Below is a listing. Write out exactly its lines between the one holding "pub fn title(&self)" and the one holding "from the store", inclusive.

*Source records:*
= = = = =

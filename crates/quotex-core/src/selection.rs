//! Browsing state for the promise tree
//!
//! A front end walks the tree one level at a time:
//! no selection → category → title → subtitle → promises visible.
//! Picking a node at one level clears every level below it.

use serde::Serialize;

use crate::encoding::ValidationError;
use crate::models::{CategoryId, NodeKind, Promise, SubtitleId, TitleId};
use crate::storage::{StorageError, StorageResult};
use crate::store::Store;

/// How far down the tree the user has navigated
#[derive(Debug, Clone, Copy, PartialEq, Eq, Serialize)]
pub enum SelectionState {
    NoSelection,
    CategorySelected,
    TitleSelected,
    SubtitleSelected,
    PromisesVisible,
}

#[derive(Debug, Clone, Default, Serialize)]
pub struct Selection {
    category: Option<CategoryId>,
    title: Option<TitleId>,
    subtitle: Option<SubtitleId>,
    promises: Option<Vec<Promise>>,
}

impl Selection {
    pub fn new() -> Self {
        Self::default()
    }

    pub fn state(&self) -> SelectionState {
        match (self.category, self.title, self.subtitle, &self.promises) {
            (None, _, _, _) => SelectionState::NoSelection,
            (Some(_), None, _, _) => SelectionState::CategorySelected,
            (Some(_), Some(_), None, _) => SelectionState::TitleSelected,
            (Some(_), Some(_), Some(_), None) => SelectionState::SubtitleSelected,
            (Some(_), Some(_), Some(_), Some(_)) => SelectionState::PromisesVisible,
        }
    }

    pub fn category(&self) -> Option<CategoryId> {
        self.category
    }

    pub fn title(&self) -> Option<TitleId> {
        self.title
    }

    pub fn subtitle(&self) -> Option<SubtitleId> {
        self.subtitle
    }

    /// Visible promises; empty until loaded
    pub fn promises(&self) -> &[Promise] {
        self.promises.as_deref().unwrap_or_default()
    }

    /// Select a category that exists in the store
    pub fn select_category(&mut self, store: &Store, id: CategoryId) -> StorageResult<()> {
        if store.category(id)?.is_none() {
            return Err(StorageError::not_found(NodeKind::Category, id.0));
        }
        self.category = Some(id);
        self.title = None;
        self.subtitle = None;
        self.promises = None;
        Ok(())
    }

    /// Select a title under the selected category
    ///
    /// On error the selection is left unchanged.
    pub fn select_title(&mut self, store: &Store, id: TitleId) -> StorageResult<()> {
        let Some(category) = self.category else {
            return Err(ValidationError::MissingAncestor(NodeKind::Category).into());
        };
        let title = store
            .title(id)?
            .ok_or_else(|| StorageError::not_found(NodeKind::Title, id.0))?;
        if title.category_id != category {
            return Err(ValidationError::OutsideSelection(NodeKind::Title).into());
        }
        self.title = Some(id);
        self.subtitle = None;
        self.promises = None;
        Ok(())
    }

    /// Select a subtitle under the selected title
    ///
    /// On error the selection is left unchanged.
    pub fn select_subtitle(&mut self, store: &Store, id: SubtitleId) -> StorageResult<()> {
        self.require_title()?;
        let subtitle = store
            .subtitle(id)?
            .ok_or_else(|| StorageError::not_found(NodeKind::Subtitle, id.0))?;
        if Some(subtitle.title_id) != self.title {
            return Err(ValidationError::OutsideSelection(NodeKind::Subtitle).into());
        }
        self.subtitle = Some(id);
        self.promises = None;
        Ok(())
    }

    /// Show promises for the selected subtitle
    pub fn show_promises(&mut self, promises: Vec<Promise>) -> Result<(), ValidationError> {
        self.promise_target()?;
        self.promises = Some(promises);
        Ok(())
    }

    /// Reload the visible promises from the store
    pub fn refresh(&mut self, store: &Store) -> StorageResult<()> {
        let subtitle = self.promise_target()?;
        self.promises = Some(store.promises(subtitle)?);
        Ok(())
    }

    /// Subtitle a new promise would be filed under
    ///
    /// Errors with the first level that is not selected.
    pub fn promise_target(&self) -> Result<SubtitleId, ValidationError> {
        self.require_title()?;
        self.subtitle
            .ok_or(ValidationError::MissingAncestor(NodeKind::Subtitle))
    }

    pub fn clear(&mut self) {
        *self = Self::default();
    }

    fn require_title(&self) -> Result<(), ValidationError> {
        if self.category.is_none() {
            return Err(ValidationError::MissingAncestor(NodeKind::Category));
        }
        if self.title.is_none() {
            return Err(ValidationError::MissingAncestor(NodeKind::Title));
        }
        Ok(())
    }
}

= = = = =

*Finished task:*
    pub fn title(&self) -> Option<TitleId> {
        self.title
    }

    pub fn subtitle(&self) -> Option<SubtitleId> {
        self.subtitle
    }

    /// Visible promises; empty until loaded
    pub fn promises(&self) -> &[Promise] {
        self.promises.as_deref().unwrap_or_default()
    }

    /// Select a category that exists in the store
    pub fn select_category(&mut self, store: &Store, id: CategoryId) -> StorageResult<()> {
        if store.category(id)?.is_none() {
            return Err(StorageError::not_found(NodeKind::Category, id.0));
        }
        self.category = Some(id);
        self.title = None;
        self.subtitle = None;
        self.promises = None;
        Ok(())
    }

    /// Select a title under the selected category
    ///
    /// On error the selection is left unchanged.
    pub fn select_title(&mut self, store: &Store, id: TitleId) -> StorageResult<()> {
        let Some(category) = self.category else {
            return Err(ValidationError::MissingAncestor(NodeKind::Category).into());
        };
        let title = store
            .title(id)?
            .ok_or_else(|| StorageError::not_found(NodeKind::Title, id.0))?;
        if title.category_id != category {
            return Err(ValidationError::OutsideSelection(NodeKind::Title).into());
        }
        self.title = Some(id);
        self.subtitle = None;
        self.promises = None;
        Ok(())
    }

    /// Select a subtitle under the selected title
    ///
    /// On error the selection is left unchanged.
    pub fn select_subtitle(&mut self, store: &Store, id: SubtitleId) -> StorageResult<()> {
        self.require_title()?;
        let subtitle = store
            .subtitle(id)?
            .ok_or_else(|| StorageError::not_found(NodeKind::Subtitle, id.0))?;
        if Some(subtitle.title_id) != self.title {
            return Err(ValidationError::OutsideSelection(NodeKind::Subtitle).into());
        }
        self.subtitle = Some(id);
        self.promises = None;
        Ok(())
    }

    /// Show promises for the selected subtitle
    pub fn show_promises(&mut self, promises: Vec<Promise>) -> Result<(), ValidationError> {
        self.promise_target()?;
        self.promises = Some(promises);
        Ok(())
    }

    /// Reload the visible promises from the store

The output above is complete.